Following the General Election and change of government, one of our key asks for the new UK Government is achieving faster diagnosis for young people like Clayton.
GP appointments and A&E visit
After several GP appointments and courses of antibiotics I was still really feeling unwell in myself and my throat was in agony. I explained how I could no longer swallow, I hadn’t eaten or drank, I felt really unwell and after all that I was offered exactly the same treatment as before, a course of antibiotics (tablet form), throat spray and numbing mouthwash.
The next morning, my mum took me to A&E as she could see just how poorly I was. After a few hours I was seen to and had my bloods taken and then I was asked to sit in a chair in the corridor.
After a few hours I was offered a strong painkiller to ease the pain. Shortly after that, I managed to eat and drink a tiny amount. It was so nice to finally eat something.
I was finally offered a bed on a ward after about 20 hours. Again, at this point I had no inkling as to what was going on, just that they may need to do more blood tests. I managed to get a couple of hours sleep after having more pain relief.
I had no support for receiving bad news
The next morning, I was woken up to being told I was being sent home. Due to the pain relief working effectively I thought things were on the up. I went home and got straight back into bed and managed to get some sleep.
A few hours later, my mam woke me up saying the hospital had rung and asked me to go back in. I replied saying “it’s probably for the extra blood tests they wanted to do”. So we both thought nothing of it and she dropped me down to the hospital.
After being taken to a room and left for half hour or so, a consultant came in and told me I had been diagnosed with AML (acute myeloid leukaemia). Not once was it suggested I have support with me for receiving any bad news, nor did I have any sort of idea that I was receiving that sort of news.

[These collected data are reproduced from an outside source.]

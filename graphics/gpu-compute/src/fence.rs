//! Completion fences
//!
//! Every context owns one host-visible page holding a 16-byte record per
//! engine. The GPU writes the sequence number of the last completed job into
//! the engine's record; the CPU keeps the last issued number per engine.

use std::sync::atomic::{fence, AtomicU32, Ordering};
use std::sync::Arc;

use crate::memory::MappedBacking;
use crate::platform::{BufferHandle, MapTechnique, Platform, VspaceHandle, PAGE_SIZE};
use crate::Result;

/// Number of per-engine fences
pub const FENCE_COUNT: usize = 4;

/// Distance between two engine records in the fence page
pub const FENCE_STRIDE: u64 = 16;

/// Engine owning a fence slot
#[derive(Debug, Clone, Copy, PartialEq, Eq, Hash)]
pub enum Engine {
    Compute = 0,
    /// Memory-to-memory copy
    M2mf = 1,
    Pcopy0 = 2,
    Pcopy1 = 3,
}

impl Engine {
    pub const ALL: [Engine; FENCE_COUNT] =
        [Engine::Compute, Engine::M2mf, Engine::Pcopy0, Engine::Pcopy1];

    fn slot(self) -> usize {
        self as usize
    }
}

/// Fence page of a context
pub struct Fence {
    backing: MappedBacking,
    sequence: [AtomicU32; FENCE_COUNT],
}

impl Fence {
    pub(crate) fn new(platform: &Arc<dyn Platform>, vspace: VspaceHandle) -> Result<Self> {
        let backing = MappedBacking::new(platform, vspace, PAGE_SIZE, MapTechnique::SinglePage)?;

        let fence = Self {
            backing,
            sequence: Default::default(),
        };
        for engine in Engine::ALL {
            unsafe { core::ptr::write_volatile(fence.record(engine), 0) };
        }

        Ok(fence)
    }

    fn record(&self, engine: Engine) -> *mut u32 {
        let page = self.backing.ptr().as_ptr();
        unsafe { page.add(engine.slot() * FENCE_STRIDE as usize).cast::<u32>() }
    }

    /// GPU address of the fence page
    pub fn address(&self) -> u64 {
        self.backing.gpu_addr()
    }

    /// GPU address of an engine's record
    pub fn gpu_address(&self, engine: Engine) -> u64 {
        self.address() + engine.slot() as u64 * FENCE_STRIDE
    }

    /// Platform buffer of the fence page
    pub fn buffer(&self) -> BufferHandle {
        self.backing.buffer()
    }

    /// Last issued sequence number
    pub fn sequence(&self, engine: Engine) -> u32 {
        self.sequence[engine.slot()].load(Ordering::Acquire)
    }

    /// All issued sequence numbers
    pub fn sequences(&self) -> [u32; FENCE_COUNT] {
        Engine::ALL.map(|engine| self.sequence(engine))
    }

    /// Issue the next sequence number for `engine`
    pub fn next_sequence(&self, engine: Engine) -> u32 {
        self.sequence[engine.slot()].fetch_add(1, Ordering::AcqRel) + 1
    }

    /// Sequence number the GPU reported as completed
    pub fn completed(&self, engine: Engine) -> u32 {
        let value = unsafe { core::ptr::read_volatile(self.record(engine)) };
        fence(Ordering::Acquire);
        value
    }
}
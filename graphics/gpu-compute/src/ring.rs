//! Command rings
//!
//! Both rings of a context share [`RingCursor`]: a power-of-two ring with a
//! `put` cursor owned by software and a `get` cursor reported back by the
//! hardware. One slot is always left free, so `put == get` means empty and
//! `advance(put) == get` means full. All cursor arithmetic goes through the
//! stored mask.

use std::sync::atomic::{AtomicU32, Ordering};
use std::sync::Arc;

use crate::memory::MappedBacking;
use crate::platform::{BufferHandle, MapTechnique, Platform, VspaceHandle};
use crate::{Error, Result};

/// Size of one indirect buffer entry
pub const IB_ENTRY_SIZE: u64 = 8;

/// Largest order a cursor can mask
pub const MAX_RING_ORDER: u32 = 31;

/// Put/get cursors of a power-of-two ring
#[derive(Debug)]
pub struct RingCursor {
    order: u32,
    mask: u32,
    put: AtomicU32,
    get: AtomicU32,
}

impl RingCursor {
    /// Cursor pair for a ring of `2^order` slots
    ///
    /// Orders above [`MAX_RING_ORDER`] are rejected with
    /// [`Error::InvalidParameter`].
    pub fn new(order: u32) -> Result<Self> {
        if order > MAX_RING_ORDER {
            return Err(Error::InvalidParameter);
        }

        Ok(Self {
            order,
            mask: (1u32 << order) - 1,
            put: AtomicU32::new(0),
            get: AtomicU32::new(0),
        })
    }

    /// log2 of the slot count
    pub fn order(&self) -> u32 {
        self.order
    }

    /// Slot count minus one
    pub fn mask(&self) -> u32 {
        self.mask
    }

    /// Number of slots
    pub fn capacity(&self) -> u64 {
        u64::from(self.mask) + 1
    }

    /// Slot following `cursor`
    pub fn advance(&self, cursor: u32) -> u32 {
        self.advance_by(cursor, 1)
    }

    /// Slot `n` positions after `cursor`
    pub fn advance_by(&self, cursor: u32, n: u32) -> u32 {
        cursor.wrapping_add(n) & self.mask
    }

    /// Last published put
    pub fn put(&self) -> u32 {
        self.put.load(Ordering::Acquire)
    }

    /// Last reported get
    pub fn get(&self) -> u32 {
        self.get.load(Ordering::Acquire)
    }

    /// Publish a new put, masked into the ring
    ///
    /// Release ordering makes every slot write before it visible to whoever
    /// observes the new value.
    pub fn publish_put(&self, put: u32) {
        self.put.store(put & self.mask, Ordering::Release);
    }

    /// Record the consumer position reported by the hardware, masked into
    /// the ring
    pub fn update_get(&self, get: u32) {
        self.get.store(get & self.mask, Ordering::Release);
    }

    /// Slots between `get` and `cursor`
    pub fn used_from(&self, cursor: u32) -> u32 {
        cursor.wrapping_sub(self.get()) & self.mask
    }

    /// Slots still writable after `cursor`
    pub fn free_from(&self, cursor: u32) -> u32 {
        self.mask - self.used_from(cursor)
    }

    /// `put == get`
    pub fn is_empty(&self) -> bool {
        self.put() == self.get()
    }

    /// Advancing `put` would reach `get`
    pub fn is_full(&self) -> bool {
        self.advance(self.put()) == self.get()
    }
}

/// Indirect buffer ring
///
/// Each 8-byte entry references one command segment.
pub struct IndirectRing {
    backing: MappedBacking,
    cursor: RingCursor,
}

impl IndirectRing {
    pub(crate) fn new(
        platform: &Arc<dyn Platform>,
        vspace: VspaceHandle,
        order: u32,
    ) -> Result<Self> {
        let cursor = RingCursor::new(order)?;
        let size = IB_ENTRY_SIZE << order;
        let backing = MappedBacking::new(platform, vspace, size, MapTechnique::MultiPage)?;

        Ok(Self { backing, cursor })
    }

    /// GPU base address
    pub fn base(&self) -> u64 {
        self.backing.gpu_addr()
    }

    /// log2 of the entry count
    pub fn order(&self) -> u32 {
        self.cursor.order()
    }

    /// Entry count minus one
    pub fn mask(&self) -> u32 {
        self.cursor.mask()
    }

    /// Next entry the CPU writes
    pub fn put(&self) -> u32 {
        self.cursor.put()
    }

    /// Next entry the hardware reads
    pub fn get(&self) -> u32 {
        self.cursor.get()
    }

    /// Put/get state
    pub fn cursor(&self) -> &RingCursor {
        &self.cursor
    }

    /// Platform buffer holding the entries
    pub fn buffer(&self) -> BufferHandle {
        self.backing.buffer()
    }

    fn slots(&self) -> *mut u64 {
        self.backing.ptr().as_ptr().cast::<u64>()
    }

    /// Append an entry and publish it
    pub fn push(&mut self, entry: u64) -> Result<()> {
        let put = self.cursor.put();
        let next = self.cursor.advance(put);
        if next == self.cursor.get() {
            return Err(Error::RingFull);
        }

        unsafe { core::ptr::write_volatile(self.slots().add(put as usize), entry) };
        self.cursor.publish_put(next);
        Ok(())
    }

    /// Entry stored in slot `index`
    pub fn entry(&self, index: u32) -> u64 {
        let slot = index & self.cursor.mask();
        unsafe { core::ptr::read_volatile(self.slots().add(slot as usize)) }
    }

    /// Record the hardware's consumer position
    pub fn update_get(&self, get: u32) {
        self.cursor.update_get(get);
    }
}

/// Push buffer ring holding the command stream
///
/// Cursors count bytes. Words are staged at `pos` and become visible to the
/// consumer on [`PushRing::flush`].
pub struct PushRing {
    backing: MappedBacking,
    cursor: RingCursor,
    size: u64,
    pos: u32,
}

impl PushRing {
    pub(crate) fn new(
        platform: &Arc<dyn Platform>,
        vspace: VspaceHandle,
        order: u32,
    ) -> Result<Self> {
        let cursor = RingCursor::new(order)?;
        let size = 1u64 << order;
        let backing = MappedBacking::new(platform, vspace, size, MapTechnique::MultiPage)?;

        Ok(Self {
            backing,
            cursor,
            size,
            pos: 0,
        })
    }

    /// GPU base address
    pub fn base(&self) -> u64 {
        self.backing.gpu_addr()
    }

    /// log2 of the size in bytes
    pub fn order(&self) -> u32 {
        self.cursor.order()
    }

    /// Size in bytes minus one
    pub fn mask(&self) -> u32 {
        self.cursor.mask()
    }

    /// Size in bytes
    pub fn size(&self) -> u64 {
        self.size
    }

    /// Write position
    pub fn pos(&self) -> u32 {
        self.pos
    }

    /// Byte offset published to the hardware
    pub fn put(&self) -> u32 {
        self.cursor.put()
    }

    /// Byte offset the hardware has consumed up to
    pub fn get(&self) -> u32 {
        self.cursor.get()
    }

    /// Put/get state
    pub fn cursor(&self) -> &RingCursor {
        &self.cursor
    }

    /// Platform buffer holding the command stream
    pub fn buffer(&self) -> BufferHandle {
        self.backing.buffer()
    }

    fn bytes(&self) -> *mut u8 {
        self.backing.ptr().as_ptr()
    }

    /// Stage `words` at the write position
    pub fn write(&mut self, words: &[u32]) -> Result<()> {
        let bytes = words.len() as u64 * 4;
        if bytes > u64::from(self.cursor.free_from(self.pos)) {
            return Err(Error::RingFull);
        }

        for &word in words {
            unsafe {
                let slot = self.bytes().add(self.pos as usize).cast::<u32>();
                core::ptr::write_volatile(slot, word);
            }
            self.pos = self.cursor.advance_by(self.pos, 4);
        }
        Ok(())
    }

    /// Publish staged words, returning the new put
    pub fn flush(&mut self) -> u32 {
        self.cursor.publish_put(self.pos);
        self.pos
    }

    /// Word at byte offset `offset`
    pub fn word(&self, offset: u32) -> u32 {
        let offset = offset & self.cursor.mask() & !3;
        unsafe { core::ptr::read_volatile(self.bytes().add(offset as usize).cast::<u32>()) }
    }

    /// Record the hardware's consumer position
    pub fn update_get(&self, get: u32) {
        self.cursor.update_get(get);
    }
}

#[cfg(test)]
mod tests {
    use super::*;

    #[test]
    fn test_masks() {
        assert_eq!(RingCursor::new(9).unwrap().mask(), 511);
        assert_eq!(RingCursor::new(20).unwrap().mask(), (1 << 20) - 1);
        assert_eq!(RingCursor::new(9).unwrap().capacity(), 512);
    }

    #[test]
    fn test_order_bounds() {
        assert_eq!(RingCursor::new(MAX_RING_ORDER).unwrap().mask(), u32::MAX >> 1);
        assert_eq!(
            RingCursor::new(MAX_RING_ORDER + 1).err(),
            Some(Error::InvalidParameter)
        );
        assert!(RingCursor::new(u32::MAX).is_err());
    }

    #[test]
    fn test_out_of_range_cursor_is_masked() {
        let ring = RingCursor::new(3).unwrap();
        ring.publish_put(9);
        ring.update_get(15);
        assert_eq!(ring.put(), 1);
        assert_eq!(ring.get(), 7);
    }

    #[test]
    fn test_advance_wraps() {
        let ring = RingCursor::new(9).unwrap();
        assert_eq!(ring.advance(0), 1);
        assert_eq!(ring.advance(510), 511);
        assert_eq!(ring.advance(511), 0);
        for cursor in 0..=ring.mask() {
            let next = ring.advance(cursor);
            assert_eq!(next, (cursor + 1) & ring.mask());
            assert!(next <= ring.mask());
        }
        assert_eq!(ring.advance_by(508, 8), 4);
    }

    #[test]
    fn test_full_keeps_one_slot() {
        let ring = RingCursor::new(2).unwrap();
        assert!(ring.is_empty());
        assert_eq!(ring.free_from(ring.put()), 3);

        ring.publish_put(3);
        assert!(ring.is_full());
        assert_eq!(ring.free_from(ring.put()), 0);

        ring.update_get(2);
        assert!(!ring.is_full());
        assert_eq!(ring.used_from(ring.put()), 1);

        ring.update_get(3);
        assert!(ring.is_empty());
    }

    #[test]
    fn test_cursors_stay_masked() {
        let ring = RingCursor::new(4).unwrap();
        let mut put = 0;
        for _ in 0..100 {
            put = ring.advance(put);
            ring.publish_put(put);
            ring.update_get(put);
            assert!(ring.put() <= ring.mask());
            assert!(ring.get() <= ring.mask());
        }
    }
}
// Copyright 2025 PrismTerminal
//
// Licensed under the Apache License, Version 2.0 (the "License");
// you may not use this file except in compliance with the License.
// You may obtain a copy of the License at
//
//     https://www.apache.org/licenses/LICENSE-2.0
//
// Unless required by applicable law or agreed to in writing, software
// distributed under the License is distributed on an "AS IS" BASIS,
// WITHOUT WARRANTIES OR CONDITIONS OF ANY KIND, either express or implied.
// See the License for the specific language governing permissions and
// limitations under the License.

pub mod structs;
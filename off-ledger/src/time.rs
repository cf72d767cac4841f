use scrypto::prelude::*;

use crate::error::MarketError;

/// Seconds remaining until the market's maturity date.
///
/// A market at or past maturity is not quotable: once maturity lapses
/// PT redeems 1:1 and the curve is meaningless, so this returns
/// [`MarketError::Expired`] instead of a zero or fallback period. This
/// is the single place the expiry check happens; everything downstream
/// receives a strictly positive time to expiry.
pub fn time_to_expiry(
    maturity_date: &UtcDateTime,
    now: Instant,
) -> Result<i64, MarketError> {
    seconds_to_expiry(maturity_date.to_instant(), now)
}

/// [`time_to_expiry`] over raw instants.
pub fn seconds_to_expiry(maturity: Instant, now: Instant) -> Result<i64, MarketError> {
    let time_to_expiry =
        maturity.seconds_since_unix_epoch - now.seconds_since_unix_epoch;

    if time_to_expiry <= 0 {
        return Err(MarketError::Expired);
    }

    Ok(time_to_expiry)
}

Due to my diagnosis being during Covid, at first they told me nobody was allowed onto the ward to visit me, so I had to tell my parents and family over a phone call. After a few too many conversations, they finally allowed my mum on to the ward to be my support. But a little too late by this time.
I was very disappointed by the length of time it took for me to be diagnosed and the amount of GP doctors who almost palmed me off during my appointments. I was very disappointed with the lack of support I was offered at my first diagnosis.
I’ve always been quite stubborn when ill and tend to carry on with life and not book a doctor’s appointment. After a week or so I become really ill and had to take time off work. I tried getting an appointment with my local GP but it’s always so hard as they’re normally all gone 10 minutes after the lines open. Two days later I attempted again to get another GP appointment as I wasn’t getting better and this time I succeeded. The doctor gave me a course of antibiotics and I thought that would solve it.
Being the stubborn person I am, I went back to work and struggled on. A couple of days later, I decided to book another GP appointment, where yet again I was given a course of antibiotics.
I’m glad I pushed myself to go to A&E otherwise God knows how long it would’ve continued for. I wish there was more awareness on signs to look out for and for bloods to be taken on an early basis. I hope this gives people the awareness to look for signs and push for further diagnosis when possible.